Впрочем, это тоже было объяснимо…
– Выходит, Алоизий Осипович вас не очень баловал? – как бы подвел итог первой части своей беседы Иван Федорович.
– Да какой там
Иосиф вдруг посмурнел и незаметно, как он думал, ткнул брата в бок. Но Воловцов это движение приметил, хотя виду и не показал. Никак не отразилась на его лице и новость, что отец держал сыновей в черном теле, хотя эта информация всколыхнула в его мозгу массу вопросов, главным из которых был следующий:
«Коли семьдесят копеек в неделю выдавались братьям на личные расходы, то как у Александра могли быть, как выразилась Смирнова, и двести, и триста рублей? Откуда такие немалые деньги»?
«Может, ему подкидывала Юлия Карловна»? – тотчас заявил о себе внутренний оппонент.
«Нет, такие суммы для нее слишком велики.
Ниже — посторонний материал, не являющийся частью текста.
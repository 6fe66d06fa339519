//! Floating window view: cell geometry, hit testing and chrome rendering
//! for one [`WindowRecord`].

use ratatui::layout::Rect;
use ratatui::style::{Modifier, Style};
use ratatui::widgets::{Block, Borders, Clear};

use super::WindowId;
use super::registry::WindowRecord;
use crate::ui::{CellMetrics, UiFrame, rect_contains};

const CLOSE_LABEL: &str = "[x]";
const MINIMIZE_LABEL: &str = "[_]";
const RESTORE_LABEL: &str = "[□]";
const GRIP_SYMBOL: &str = "◢";

/// What a press inside a window asks the shell to do.
#[derive(Debug, Clone, Copy, PartialEq, Eq)]
pub enum WindowIntent {
    DragStart(WindowId),
    ResizeStart(WindowId),
    Activate(WindowId),
    Close(WindowId),
    MinimizeToggle(WindowId),
}

/// Cell rectangles making up one window on screen.
#[derive(Debug, Clone, Copy, PartialEq, Eq)]
pub struct WindowChrome {
    pub id: WindowId,
    pub outer: Rect,
    pub header: Rect,
    pub title_row: u16,
    pub minimize_button: Rect,
    pub close_button: Rect,
    /// Region handed to the window content; empty when minimized.
    pub content: Rect,
    pub grip: Option<Rect>,
}

impl WindowChrome {
    pub fn layout<C>(record: &WindowRecord<C>, metrics: &CellMetrics) -> Self {
        let mut outer = metrics.window_rect(record.position(), record.size());
        let header_rows = metrics.header_rows();
        if record.minimized() {
            outer.height = outer.height.min(header_rows);
        }
        let header = Rect {
            height: header_rows.min(outer.height),
            ..outer
        };
        let title_row = header.y.saturating_add(header.height / 2);
        let right = outer.x.saturating_add(outer.width);
        let close_x = right.saturating_sub(1 + CLOSE_LABEL.chars().count() as u16);
        let minimize_x = close_x.saturating_sub(1 + MINIMIZE_LABEL.chars().count() as u16);
        let close_button = Rect::new(close_x, title_row, CLOSE_LABEL.chars().count() as u16, 1);
        let minimize_button = Rect::new(
            minimize_x,
            title_row,
            MINIMIZE_LABEL.chars().count() as u16,
            1,
        );
        let (content, grip) = if record.minimized() {
            (Rect::new(outer.x, header.bottom(), 0, 0), None)
        } else {
            let content = Rect::new(
                outer.x,
                header.bottom(),
                outer.width,
                outer.height.saturating_sub(header.height),
            );
            let grip = (outer.width >= 2 && outer.height > header.height).then(|| {
                Rect::new(
                    right.saturating_sub(2),
                    outer.bottom().saturating_sub(1),
                    2,
                    1,
                )
            });
            (content, grip)
        };
        Self {
            id: record.id(),
            outer,
            header,
            title_row,
            minimize_button,
            close_button,
            content,
            grip,
        }
    }

    pub fn contains(&self, column: u16, row: u16) -> bool {
        rect_contains(self.outer, column, row)
    }

    /// Classify a press at `(column, row)`. Header buttons win over the
    /// drag strip; the grip wins over the content area.
    pub fn hit_test(&self, column: u16, row: u16) -> Option<WindowIntent> {
        if !self.contains(column, row) {
            return None;
        }
        if rect_contains(self.close_button, column, row) {
            return Some(WindowIntent::Close(self.id));
        }
        if rect_contains(self.minimize_button, column, row) {
            return Some(WindowIntent::MinimizeToggle(self.id));
        }
        if let Some(grip) = self.grip
            && rect_contains(grip, column, row)
        {
            return Some(WindowIntent::ResizeStart(self.id));
        }
        if rect_contains(self.header, column, row) {
            return Some(WindowIntent::DragStart(self.id));
        }
        Some(WindowIntent::Activate(self.id))
    }

    /// Area inside the content border, where the window content draws.
    pub fn content_inner(&self) -> Rect {
        content_block(Style::default()).inner(self.content)
    }
}

fn content_block(border_style: Style) -> Block<'static> {
    Block::default()
        .borders(Borders::LEFT | Borders::RIGHT | Borders::BOTTOM)
        .border_style(border_style)
}

/// Paint one window: chrome, then the content via `draw_content`, then the
/// resize grip on top.
pub fn render_window<C, F>(
    frame: &mut UiFrame<'_>,
    record: &mut WindowRecord<C>,
    metrics: &CellMetrics,
    active: bool,
    draw_content: F,
) -> WindowChrome
where
    F: FnOnce(&mut C, &mut UiFrame<'_>, Rect),
{
    let chrome = WindowChrome::layout(record, metrics);
    if chrome.outer.width == 0 || chrome.outer.height == 0 {
        return chrome;
    }
    frame.render_widget(Clear, chrome.outer);

    let header_style = if active {
        Style::default()
            .bg(crate::theme::header_active_bg())
            .fg(crate::theme::header_fg())
            .add_modifier(Modifier::BOLD)
    } else {
        Style::default()
            .bg(crate::theme::header_inactive_bg())
            .fg(crate::theme::header_fg())
    };
    frame.fill(chrome.header, " ", header_style);

    let title = format!(" {} {}", record.icon().glyph(), record.title());
    let title_room = chrome
        .minimize_button
        .x
        .saturating_sub(chrome.outer.x)
        .saturating_sub(1) as usize;
    let title = crate::ui::truncate_to_width(&title, title_room);
    frame.set_string(chrome.outer.x, chrome.title_row, &title, header_style);

    let minimize_label = if record.minimized() {
        RESTORE_LABEL
    } else {
        MINIMIZE_LABEL
    };
    if chrome.minimize_button.x > chrome.outer.x {
        frame.set_string(
            chrome.minimize_button.x,
            chrome.title_row,
            minimize_label,
            header_style,
        );
    }
    if chrome.close_button.x > chrome.outer.x {
        frame.set_string(
            chrome.close_button.x,
            chrome.title_row,
            CLOSE_LABEL,
            header_style,
        );
    }

    if record.minimized() || chrome.content.height == 0 {
        return chrome;
    }

    let border_style = if active {
        Style::default().fg(crate::theme::accent())
    } else {
        Style::default().fg(crate::theme::border_inactive())
    };
    frame.render_widget(content_block(border_style), chrome.content);
    let inner = chrome.content_inner();
    if inner.width > 0 && inner.height > 0 {
        draw_content(record.content_mut(), frame, inner);
    }

    if let Some(grip) = chrome.grip {
        frame.set_string(
            grip.x.saturating_add(1),
            grip.y,
            GRIP_SYMBOL,
            Style::default().fg(crate::theme::grip_fg()),
        );
    }
    chrome
}

#[cfg(test)]
mod tests {
    use super::*;
    use crate::templates::WindowTemplate;
    use crate::window::{IconTag, Point, Size, WindowRegistry};
    use ratatui::buffer::Buffer;

    fn registry() -> (WindowRegistry<()>, WindowId) {
        let mut reg = WindowRegistry::new();
        let id = reg.add(
            &WindowTemplate {
                title: "Notes".to_string(),
                icon: IconTag::FileText,
                default_size: Size::new(400, 320),
                factory: || (),
            },
            Point::new(16, 32),
        );
        (reg, id)
    }

    #[test]
    fn layout_places_controls_on_title_row() {
        let (reg, id) = registry();
        let chrome = WindowChrome::layout(reg.get(id).unwrap(), &CellMetrics::new(8, 16));
        assert_eq!(chrome.outer, Rect::new(2, 2, 50, 20));
        assert_eq!(chrome.header, Rect::new(2, 2, 50, 3));
        assert_eq!(chrome.title_row, 3);
        assert_eq!(chrome.close_button, Rect::new(48, 3, 3, 1));
        assert_eq!(chrome.minimize_button, Rect::new(44, 3, 3, 1));
        assert_eq!(chrome.content, Rect::new(2, 5, 50, 17));
        assert_eq!(chrome.grip, Some(Rect::new(50, 21, 2, 1)));
    }

    #[test]
    fn hit_test_classifies_presses() {
        let (reg, id) = registry();
        let chrome = WindowChrome::layout(reg.get(id).unwrap(), &CellMetrics::new(8, 16));
        assert_eq!(chrome.hit_test(49, 3), Some(WindowIntent::Close(id)));
        assert_eq!(chrome.hit_test(45, 3), Some(WindowIntent::MinimizeToggle(id)));
        assert_eq!(chrome.hit_test(10, 2), Some(WindowIntent::DragStart(id)));
        assert_eq!(chrome.hit_test(51, 21), Some(WindowIntent::ResizeStart(id)));
        assert_eq!(chrome.hit_test(10, 10), Some(WindowIntent::Activate(id)));
        assert_eq!(chrome.hit_test(0, 0), None);
    }

    #[test]
    fn minimized_window_is_header_only() {
        let (mut reg, id) = registry();
        reg.toggle_minimized(id);
        let chrome = WindowChrome::layout(reg.get(id).unwrap(), &CellMetrics::new(8, 16));
        assert_eq!(chrome.outer.height, 3);
        assert_eq!(chrome.content.height, 0);
        assert!(chrome.grip.is_none());
        assert_eq!(chrome.hit_test(10, 4), Some(WindowIntent::DragStart(id)));
        assert_eq!(chrome.hit_test(51, 21), None);
    }

    #[test]
    fn render_draws_title_and_delegates_content() {
        let (mut reg, id) = registry();
        let area = Rect::new(0, 0, 60, 24);
        let mut buf = Buffer::empty(area);
        let mut frame = UiFrame::from_parts(area, &mut buf);
        let mut content_area = None;
        let record = reg.get_mut(id).unwrap();
        render_window(
            &mut frame,
            record,
            &CellMetrics::new(8, 16),
            true,
            |_, _, inner| content_area = Some(inner),
        );
        assert_eq!(content_area, Some(Rect::new(3, 5, 48, 16)));
        let title: String = (2..12)
            .filter_map(|x| buf.cell((x, 3)).map(|c| c.symbol().to_string()))
            .collect();
        assert!(title.contains("Notes"));
        assert_eq!(buf.cell((48, 3)).map(|c| c.symbol()), Some("["));
        assert_eq!(buf.cell((51, 21)).map(|c| c.symbol()), Some(GRIP_SYMBOL));
    }
}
Изымать их из бюджета семьи, и чтобы этого не заметил строгий и все учитывающий Алоизий Осипович, просто невозможно. Он ведь даже знал, какого достоинства хранились у него в коробочке в сундуке эти тысяча триста пятьдесят рублей. Как раз про таких и говорят, что у него «комар мимо не пролетит». Что Юлия Карловна могла сделать для Александра – так это, от силы, дать ему пару червонцев. Ну, четвертной. И то не каждый месяц».
«Пожалуй, ты прав», – согласился с Воловцовым внутренний оппонент и замолк.
– Вы, верно, были очень дружны с Александром? – сделав вид, что пропустил реплику Юлия мимо ушей, спросил Иван Федорович, обращаясь сразу к обоим братьям.
– Да, мы были дружны, – опередил Юлия Иосиф. – А как может быть иначе между братьями? – И с явной неприязнью посмотрел на судебного следователя, что не ускользнуло от внимания Воловцова.
– А вот Александр, он каков по характеру: вспыльчив, спокоен, обидчив или всепрощающ, добрый или не очень, сентиментальный или, напротив, сдержан в своих чув… – начал было задавать следующий вопрос Иван Федорович, но Иосиф перебил его:
– А зачем вам это все знать про Александра? Вы что, подозреваете его в убийстве собственной матери и сестры? У вас, господин следователь, вообще есть сердце?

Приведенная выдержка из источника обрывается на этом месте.